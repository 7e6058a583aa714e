//! The conversion seam: turn one source file into Markdown text.
//!
//! The conversion itself is delegated. [`Converter`] is the only contract
//! the queue relies on; [`CommandConverter`] drives an external program
//! (Microsoft's `markitdown` CLI by default), and any
//! `Fn(&Path) -> Result<String, ConvertError>` closure is a converter too,
//! which is how embedders plug in their own back end.
//!
//! ## Why spawn_blocking?
//!
//! Converters are synchronous and can take minutes on a large PDF or an
//! audio file. [`convert_file`] runs them on Tokio's blocking pool so the
//! runtime's worker threads (and any UI polling them) never stall.

use crate::error::ConvertError;
use crate::pipeline::postprocess;
use std::ffi::OsString;
use std::path::{Path, PathBuf};
use std::process::Command;
use std::sync::Arc;
use std::time::Instant;
use tracing::debug;

/// Program invoked by [`CommandConverter::default`].
pub const DEFAULT_CONVERTER_PROGRAM: &str = "markitdown";

/// Turns a document into Markdown text.
///
/// Implementations must be `Send + Sync`: the queue calls them from
/// Tokio's blocking pool. Returning empty text is allowed; the queue records
/// it as "No content extracted".
pub trait Converter: Send + Sync {
    fn convert(&self, path: &Path) -> Result<String, ConvertError>;
}

impl<F> Converter for F
where
    F: Fn(&Path) -> Result<String, ConvertError> + Send + Sync,
{
    fn convert(&self, path: &Path) -> Result<String, ConvertError> {
        self(path)
    }
}

/// Runs `<program> [args...] <path>` and reads Markdown from its stdout.
///
/// # Example
/// ```rust
/// use mdbatch::CommandConverter;
///
/// let converter = CommandConverter::new("markitdown").arg("--keep-data-uris");
/// assert_eq!(converter.program(), std::path::Path::new("markitdown"));
/// ```
#[derive(Debug, Clone)]
pub struct CommandConverter {
    program: PathBuf,
    args: Vec<OsString>,
}

impl Default for CommandConverter {
    fn default() -> Self {
        Self::new(DEFAULT_CONVERTER_PROGRAM)
    }
}

impl CommandConverter {
    pub fn new(program: impl Into<PathBuf>) -> Self {
        Self {
            program: program.into(),
            args: Vec::new(),
        }
    }

    /// Append one argument placed before the input path.
    pub fn arg(mut self, arg: impl Into<OsString>) -> Self {
        self.args.push(arg.into());
        self
    }

    pub fn args<I, S>(mut self, args: I) -> Self
    where
        I: IntoIterator<Item = S>,
        S: Into<OsString>,
    {
        self.args.extend(args.into_iter().map(Into::into));
        self
    }

    pub fn program(&self) -> &Path {
        &self.program
    }
}

impl Converter for CommandConverter {
    fn convert(&self, path: &Path) -> Result<String, ConvertError> {
        let program = self.program.display().to_string();
        if program.is_empty() {
            return Err(ConvertError::ConverterUnavailable {
                program,
                detail: "no converter program configured".into(),
            });
        }
        let output = Command::new(&self.program)
            .args(&self.args)
            .arg(path)
            .output()
            .map_err(|e| {
                if e.kind() == std::io::ErrorKind::NotFound {
                    ConvertError::ConverterUnavailable {
                        program: program.clone(),
                        detail: e.to_string(),
                    }
                } else {
                    ConvertError::from(e)
                }
            })?;

        if !output.status.success() {
            let stderr = String::from_utf8_lossy(&output.stderr);
            let detail = last_meaningful_line(&stderr)
                .map(str::to_string)
                .unwrap_or_else(|| format!("{program} exited with {}", output.status));
            return Err(ConvertError::Failed { detail });
        }

        Ok(String::from_utf8_lossy(&output.stdout).into_owned())
    }
}

/// The last non-blank stderr line; Python tracebacks end with the message.
fn last_meaningful_line(stderr: &str) -> Option<&str> {
    stderr.lines().map(str::trim).rfind(|l| !l.is_empty())
}

/// Convert one file on the blocking pool, optionally cleaning the output.
///
/// Only an empty string is [`ConvertError::NoContent`]; whitespace is content.
/// Cleanup never turns a success into a failure: text that would clean down
/// to nothing is kept as returned.
pub async fn convert_file(
    converter: Arc<dyn Converter>,
    path: &Path,
    clean: bool,
) -> Result<String, ConvertError> {
    let start = Instant::now();
    let owned = path.to_path_buf();

    let text = tokio::task::spawn_blocking(move || converter.convert(&owned))
        .await
        .map_err(|e| ConvertError::Aborted {
            detail: e.to_string(),
        })??;

    debug!(
        "Converted {} in {}ms ({} bytes)",
        path.display(),
        start.elapsed().as_millis(),
        text.len()
    );

    if text.is_empty() {
        return Err(ConvertError::NoContent);
    }
    if !clean {
        return Ok(text);
    }
    let cleaned = postprocess::clean_markdown(&text);
    Ok(if cleaned.is_empty() { text } else { cleaned })
}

§ WHAT YOU SHOULD DO
List every line above that contains the word "Result".

§ SOLUTION
//! `Fn(&Path) -> Result<String, ConvertError>` closure is a converter too,
    fn convert(&self, path: &Path) -> Result<String, ConvertError>;
    F: Fn(&Path) -> Result<String, ConvertError> + Send + Sync,
    fn convert(&self, path: &Path) -> Result<String, ConvertError> {
    fn convert(&self, path: &Path) -> Result<String, ConvertError> {
) -> Result<String, ConvertError> {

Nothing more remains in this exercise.